Comment on Getting the text of the html page

Replies are listed 'Best First'.
Re: Getting the text of the html page by ercparker (Hermit) on Jun 20, 2005 at 06:57 UTC
here is one way using WWW:Mechanize: `use strict; use warnings; use WWW::Mechanize; my $mech = WWW::Mechanize->new( autocheck => 1, cookie_jar => {}, ); $mech->get("http://perlmonks.org/?node_id=468232"); print $mech->content( format => "text" );` [download] That will strip all of the markup and print a text version of the page. hopefully I understood your question. -Eric	[reply] [d/l]
Re^2: Getting the text of the html page by agynr (Acolyte) on Jun 20, 2005 at 07:30 UTC
Hello Eric, While doing with the www.mechanize it is giving the error on the get statement.The error goes like this Can't locate object method "host" via package "URI::Foreign".... From where I could load this package as it is not installed earlier on my system.	[reply]
Re^3: Getting the text of the html page by ank (Scribe) on Jun 20, 2005 at 08:13 UTC
You'll find these references useful: A guide to installing modules and Writing, Installing, and Using Perl Modules also, take a look at CPAN -- ank	[reply]
Re^4: Getting the text of the html page by agynr (Acolyte) on Jun 20, 2005 at 08:27 UTC
Re^5: Getting the text of the html page by ank (Scribe) on Jun 20, 2005 at 08:50 UTC
Re: Getting the text of the html page by gube (Parson) on Jun 20, 2005 at 08:20 UTC
Refer this node Extract Web Page	[reply]
Re: Getting the text of the html document by dyer85 (Acolyte) on Jun 20, 2005 at 08:30 UTC
If I understand your question properly, I think you mean you want to strip out the HTML tags.

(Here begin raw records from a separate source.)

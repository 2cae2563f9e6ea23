//! Common utilities and types used throughout the harness.
//!
//! This module provides fundamental building blocks that are shared across all components
//! of the testbench. It includes:
//! 1. **Identity Types:** The bus/device/function triple and page-boundary helpers.
//! 2. **Constants:** Bus widths, configuration-space offsets and command bits.
//! 3. **Time:** The picosecond time cursor type and its units.
//! 4. **Error Handling:** The harness error enum and mismatch reports.

/// Identity and address helpers.
pub mod addr;

/// Protocol constants shared by the PCIe and AXI models.
pub mod constants;

/// Error types and mismatch reports.
pub mod error;

/// Simulated time and units.
pub mod time;

pub use addr::PcieId;
pub use error::{AccessKind, HarnessError, HarnessResult, Mismatch};
pub use time::{SimTime, TimeUnit};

If so, the following ought to do the trick `#!/usr/bin/perl -w use strict; print "Content-type: text/html\r\n"; my $file="path/to/page.html"; open(fp, $file) or die "Couldn't open file: $!"; while ( my $output = <fp> ) { $output=~s/<[^>]*?>//g; $output=~s/&/&/g; $output=~s/"/"/g; $output=~s/</</g; $output=~s/>/>/g; print $output . "\n"; }; close(fp);` [download] My Site in Progress	[reply] [d/l]
Re^2: Getting the text of the html document by bradcathey (Prior) on Jun 20, 2005 at 12:34 UTC
Best to let one of the several CPAN modules do this for you. I'd look at HTML::Strip for starters. —Brad "The important work of moving the world forward does not wait to be done by perfect men." George Eliot	[reply]

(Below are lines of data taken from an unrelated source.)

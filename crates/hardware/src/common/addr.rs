//! PCIe identity and address helpers.
//!
//! This module defines the strong types used to name functions and address windows on the
//! simulated link. It provides the following:
//! 1. **Identity:** `PcieId`, the bus/device/function triple used as requester and completer id.
//! 2. **Packing:** Conversion to and from the 16-bit routing id carried in TLP headers.
//! 3. **Boundaries:** Helpers for the 4 KiB rule that every TLP and AXI burst must respect.

use std::fmt;

use super::constants::{PAGE_OFFSET_MASK, PAGE_SIZE};

/// Bus/device/function identity of a PCIe function.
///
/// The root complex assigns the bus number during enumeration and the function captures it
/// from the first Type 0 configuration write it receives. Ordering follows the packed 16-bit
/// routing id, so maps keyed by `PcieId` iterate in topology order.
#[derive(Clone, Copy, Debug, Default, PartialEq, Eq, PartialOrd, Ord, Hash)]
pub struct PcieId {
    /// Bus number (0-255).
    pub bus: u8,
    /// Device number (0-31).
    pub device: u8,
    /// Function number (0-7).
    pub function: u8,
}

impl PcieId {
    /// Creates a new identity.
    ///
    /// # Arguments
    ///
    /// * `bus` - Bus number.
    /// * `device` - Device number; only the low 5 bits are kept.
    /// * `function` - Function number; only the low 3 bits are kept.
    pub const fn new(bus: u8, device: u8, function: u8) -> Self {
        Self {
            bus,
            device: device & 0x1F,
            function: function & 0x07,
        }
    }

    /// Packs the identity into the 16-bit routing id (`bus << 8 | dev << 3 | fn`).
    pub const fn to_u16(self) -> u16 {
        ((self.bus as u16) << 8) | ((self.device as u16) << 3) | (self.function as u16)
    }

    /// Unpacks a 16-bit routing id.
    pub const fn from_u16(raw: u16) -> Self {
        Self {
            bus: (raw >> 8) as u8,
            device: ((raw >> 3) & 0x1F) as u8,
            function: (raw & 0x07) as u8,
        }
    }

    /// Returns the identity of another function on the same bus and device.
    pub const fn with_function(self, function: u8) -> Self {
        Self::new(self.bus, self.device, function)
    }
}

impl From<PcieId> for u16 {
    fn from(id: PcieId) -> Self {
        id.to_u16()
    }
}

impl From<u16> for PcieId {
    fn from(raw: u16) -> Self {
        Self::from_u16(raw)
    }
}

impl fmt::Display for PcieId {
    fn fmt(&self, f: &mut fmt::Formatter<'_>) -> fmt::Result {
        write!(f, "{:02x}:{:02x}.{}", self.bus, self.device, self.function)
    }
}

/// Returns the number of bytes from `addr` to the next 4 KiB boundary.
#[inline]
pub const fn bytes_to_page_boundary(addr: u64) -> u64 {
    PAGE_SIZE - (addr & PAGE_OFFSET_MASK)
}

/// Returns `true` if `[addr, addr + len)` stays inside a single 4 KiB page.
#[inline]
pub const fn within_page(addr: u64, len: u64) -> bool {
    len <= bytes_to_page_boundary(addr)
}

#[cfg(test)]
mod tests {
    use super::*;

    #[test]
    fn packs_like_the_routing_id() {
        assert_eq!(PcieId::new(1, 0, 0).to_u16(), 0x0100);
        assert_eq!(PcieId::new(0, 2, 0).to_u16(), 0x0010);
        assert_eq!(PcieId::new(0, 1, 1).to_u16(), 0x0009);
        assert_eq!(PcieId::from_u16(0xFFFF), PcieId::new(255, 31, 7));
    }

    #[test]
    fn display_is_bdf() {
        assert_eq!(PcieId::new(1, 0, 0).to_string(), "01:00.0");
    }

    #[test]
    fn page_boundary_math() {
        assert_eq!(bytes_to_page_boundary(0x1000), 4096);
        assert_eq!(bytes_to_page_boundary(0x1FFF), 1);
        assert!(within_page(0x1000, 4096));
        assert!(!within_page(0x1001, 4096));
    }
}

Re^2: Getting the text of the html document by CountZero (Bishop) on Jun 20, 2005 at 13:12 UTC
The only way to deal with HTML (or other mark-up languages) is to parse the HTML-code. A "simple" regex-solution is not guaranteed to work in all cases. CountZero "If you have four groups working on a compiler, you'll get a 4-pass compiler." - Conway's Law	[reply]

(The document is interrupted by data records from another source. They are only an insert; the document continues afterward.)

//! Stream parts emitted by providers.
//!
//! Every provider, regardless of its wire protocol, is reduced to this
//! one sequence of parts. The agent loop consumes parts without knowing
//! which protocol produced them.

use crate::ai::types::{FinishReason, ToolCall, Usage};

/// One fragment of a streaming provider response.
#[derive(Debug, Clone)]
pub enum StreamPart {
    /// Text content delta.
    TextDelta { delta: String },

    /// Extended thinking delta.
    ThinkingDelta { delta: String },

    /// A thinking block finished accumulating.
    ThinkingComplete { thinking: String, signature: String },

    /// Redacted thinking block (opaque, passed back verbatim).
    RedactedThinking { data: String },

    /// The model started emitting a tool call; arguments follow as deltas.
    ToolCallStart { id: String, name: String },

    /// Partial tool-call argument JSON.
    ToolCallDelta { id: String, delta: String },

    /// A tool call finished accumulating with parsed arguments.
    ToolCallComplete { tool_call: ToolCall },

    /// Token usage reported by the provider.
    Usage { usage: Usage },

    /// Generation finished.
    Finish { reason: FinishReason },

    /// The stream failed mid-flight.
    Error { error: String },
}
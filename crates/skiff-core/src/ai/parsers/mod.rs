//! Protocol-specific SSE parsers.

mod anthropic;
mod openai;

pub use anthropic::AnthropicParser;
pub use openai::OpenAiParser;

Re^3: Getting the text of the html document by dyer85 (Acolyte) on Jul 19, 2005 at 09:26 UTC
That's a good point. My little regexes there don't convert every single entity, but it strips EVERY tag, and converts the <'s, >'s, quotes, and ampersands. Not much else would be left behind, honestly. Regardless of that fact, bradcathey, seems to have a very nice solution which is much faster than regex anyway. My Site in Progress	[reply]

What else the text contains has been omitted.